- _Task brief_: What is needed is an exact copy of every record.

[Stored data entries]
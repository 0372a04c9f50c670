use std::sync::Arc;

use serde::Serialize;

use crate::controller::ConnectionController;
use crate::streams::TagStreams;
use crate::transport::Transport;
use crate::variant::TagVariant;

const MANUFACTURER: &str = "Sony";
const MODEL_PREFIX_LEN: usize = 10;

/// Identity metadata reported for one tag.
#[derive(Debug, Clone, Serialize, Eq, PartialEq)]
pub struct DeviceMetadata {
    pub name: String,
    pub address: String,
    pub manufacturer: &'static str,
    pub model: String,
    pub variant: TagVariant,
    pub firmware: Option<String>,
}

/// One known tag: identity plus its connection lifecycle handle.
#[derive(Debug, Clone)]
pub struct TagDevice {
    controller: ConnectionController,
}

impl TagDevice {
    /// Creates a device from its advertised identity.
    pub fn new(transport: Arc<dyn Transport>, address: &str, name: &str) -> Self {
        Self {
            controller: ConnectionController::new(transport, address, name),
        }
    }

    pub fn name(&self) -> &str {
        self.controller.name()
    }

    pub fn address(&self) -> &str {
        self.controller.address()
    }

    pub fn variant(&self) -> TagVariant {
        self.controller.variant()
    }

    /// The model identifier: the family portion of the advertised name.
    ///
    /// `MESH-100BU1234567` reports model `MESH-100BU`.
    pub fn model(&self) -> &str {
        let name = self.controller.name();
        name.get(..MODEL_PREFIX_LEN).unwrap_or(name)
    }

    /// Firmware version, once a device-info frame has been observed.
    pub fn firmware(&self) -> Option<String> {
        self.controller
            .streams()
            .device_info()
            .borrow()
            .as_ref()
            .map(|info| info.firmware.clone())
    }

    /// Current identity snapshot.
    pub fn metadata(&self) -> DeviceMetadata {
        DeviceMetadata {
            name: self.name().to_string(),
            address: self.address().to_string(),
            manufacturer: MANUFACTURER,
            model: self.model().to_string(),
            variant: self.variant(),
            firmware: self.firmware(),
        }
    }

    pub fn streams(&self) -> Arc<TagStreams> {
        self.controller.streams()
    }

    pub fn controller(&self) -> &ConnectionController {
        &self.controller
    }
}

#[cfg(test)]
mod tests {
    use assert_matches::assert_matches;
    use pretty_assertions::assert_eq;

    use super::*;
    use crate::transport::{FakeTransport, FakeTransportConfig};

    fn device(name: &str) -> TagDevice {
        let transport = Arc::new(FakeTransport::new(FakeTransportConfig::builder().build()));
        TagDevice::new(transport, "AA:BB:CC:DD:EE:FF", name)
    }

    #[test]
    fn model_is_the_family_portion_of_the_name() {
        assert_eq!("MESH-100TH", device("MESH-100TH1234567").model());
        assert_eq!("MESH", device("MESH").model());
    }

    #[test]
    fn metadata_snapshot_reports_identity() {
        let metadata = device("MESH-100MD1234567").metadata();
        assert_eq!("Sony", metadata.manufacturer);
        assert_eq!("MESH-100MD", metadata.model);
        assert_matches!(metadata.variant, TagVariant::Motion);
        assert_eq!(None, metadata.firmware);
    }
}
use std::io::{self, IsTerminal};
use std::sync::OnceLock;

use opentelemetry::global;
use opentelemetry::trace::TracerProvider as _;
use tracing_opentelemetry::OpenTelemetryLayer;
use tracing_subscriber::EnvFilter;
use tracing_subscriber::Layer;
use tracing_subscriber::fmt;
use tracing_subscriber::layer::SubscriberExt;
use tracing_subscriber::util::SubscriberInitExt;

use crate::error::TelemetryError;

static TRACING_INITIALISED: OnceLock<Result<(), TelemetryError>> = OnceLock::new();

/// Initialises structured logging and OpenTelemetry tracing support.
pub(crate) fn initialise_tracing(
    service_name: &str,
    interactive_terminal: bool,
) -> Result<(), &'static TelemetryError> {
    TRACING_INITIALISED
        .get_or_init(|| initialise_tracing_once(service_name, interactive_terminal))
        .as_ref()
        .copied()
}

fn initialise_tracing_once(
    service_name: &str,
    interactive_terminal: bool,
) -> Result<(), TelemetryError> {
    let tracer_provider = opentelemetry_sdk::trace::SdkTracerProvider::builder().build();
    let tracer = tracer_provider.tracer(service_name.to_owned());
    global::set_tracer_provider(tracer_provider);

    let log_filter = EnvFilter::try_from_default_env().unwrap_or_else(|_| EnvFilter::new("warn"));
    let is_interactive = interactive_terminal && io::stderr().is_terminal();

    let formatting_layer = if is_interactive {
        fmt::layer().pretty().with_target(false).boxed()
    } else {
        fmt::layer().json().with_target(false).boxed()
    };

    tracing_subscriber::registry()
        .with(formatting_layer.with_filter(log_filter))
        .with(OpenTelemetryLayer::new(tracer))
        .try_init()?;

    Ok(())
}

- _Answer to this exercise_:
repository 0372a04c9f50c670
use std::sync::Arc;

use serde::Serialize;

use crate::controller::ConnectionController;
use crate::streams::TagStreams;
use crate::transport::Transport;
use crate::variant::TagVariant;

const MANUFACTURER: &str = "Sony";
const MODEL_PREFIX_LEN: usize = 10;

/// Identity metadata reported for one tag.
#[derive(Debug, Clone, Serialize, Eq, PartialEq)]
pub struct DeviceMetadata {
    pub name: String,
    pub address: String,
    pub manufacturer: &'static str,
    pub model: String,
    pub variant: TagVariant,
    pub firmware: Option<String>,
}

/// One known tag: identity plus its connection lifecycle handle.
#[derive(Debug, Clone)]
pub struct TagDevice {
    controller: ConnectionController,
}

impl TagDevice {
    /// Creates a device from its advertised identity.
    pub fn new(transport: Arc<dyn Transport>, address: &str, name: &str) -> Self {
        Self {
            controller: ConnectionController::new(transport, address, name),
        }
    }

    pub fn name(&self) -> &str {
        self.controller.name()
    }

    pub fn address(&self) -> &str {
        self.controller.address()
    }

    pub fn variant(&self) -> TagVariant {
        self.controller.variant()
    }

    /// The model identifier: the family portion of the advertised name.
    ///
    /// `MESH-100BU1234567` reports model `MESH-100BU`.
    pub fn model(&self) -> &str {
        let name = self.controller.name();
        name.get(..MODEL_PREFIX_LEN).unwrap_or(name)
    }

    /// Firmware version, once a device-info frame has been observed.
    pub fn firmware(&self) -> Option<String> {
        self.controller
            .streams()
            .device_info()
            .borrow()
            .as_ref()
            .map(|info| info.firmware.clone())
    }

    /// Current identity snapshot.
    pub fn metadata(&self) -> DeviceMetadata {
        DeviceMetadata {
            name: self.name().to_string(),
            address: self.address().to_string(),
            manufacturer: MANUFACTURER,
            model: self.model().to_string(),
            variant: self.variant(),
            firmware: self.firmware(),
        }
    }

    pub fn streams(&self) -> Arc<TagStreams> {
        self.controller.streams()
    }

    pub fn controller(&self) -> &ConnectionController {
        &self.controller
    }
}

#[cfg(test)]
mod tests {
    use assert_matches::assert_matches;
    use pretty_assertions::assert_eq;

    use super::*;
    use crate::transport::{FakeTransport, FakeTransportConfig};

    fn device(name: &str) -> TagDevice {
        let transport = Arc::new(FakeTransport::new(FakeTransportConfig::builder().build()));
        TagDevice::new(transport, "AA:BB:CC:DD:EE:FF", name)
    }

    #[test]
    fn model_is_the_family_portion_of_the_name() {
        assert_eq!("MESH-100TH", device("MESH-100TH1234567").model());
        assert_eq!("MESH", device("MESH").model());
    }

    #[test]
    fn metadata_snapshot_reports_identity() {
        let metadata = device("MESH-100MD1234567").metadata();
        assert_eq!("Sony", metadata.manufacturer);
        assert_eq!("MESH-100MD", metadata.model);
        assert_matches!(metadata.variant, TagVariant::Motion);
        assert_eq!(None, metadata.firmware);
    }
}
use std::io::{self, IsTerminal};
use std::sync::OnceLock;

use opentelemetry::global;
use opentelemetry::trace::TracerProvider as _;
use tracing_opentelemetry::OpenTelemetryLayer;
use tracing_subscriber::EnvFilter;
use tracing_subscriber::Layer;
use tracing_subscriber::fmt;
use tracing_subscriber::layer::SubscriberExt;
use tracing_subscriber::util::SubscriberInitExt;

use crate::error::TelemetryError;

static TRACING_INITIALISED: OnceLock<Result<(), TelemetryError>> = OnceLock::new();

/// Initialises structured logging and OpenTelemetry tracing support.
pub(crate) fn initialise_tracing(
    service_name: &str,
    interactive_terminal: bool,
) -> Result<(), &'static TelemetryError> {
    TRACING_INITIALISED
        .get_or_init(|| initialise_tracing_once(service_name, interactive_terminal))
        .as_ref()
        .copied()
}

fn initialise_tracing_once(
    service_name: &str,
    interactive_terminal: bool,
) -> Result<(), TelemetryError> {
    let tracer_provider = opentelemetry_sdk::trace::SdkTracerProvider::builder().build();
    let tracer = tracer_provider.tracer(service_name.to_owned());
    global::set_tracer_provider(tracer_provider);

    let log_filter = EnvFilter::try_from_default_env().unwrap_or_else(|_| EnvFilter::new("warn"));
    let is_interactive = interactive_terminal && io::stderr().is_terminal();

    let formatting_layer = if is_interactive {
        fmt::layer().pretty().with_target(false).boxed()
    } else {
        fmt::layer().json().with_target(false).boxed()
    };

    tracing_subscriber::registry()
        .with(formatting_layer.with_filter(log_filter))
        .with(OpenTelemetryLayer::new(tracer))
        .try_init()?;

    Ok(())
}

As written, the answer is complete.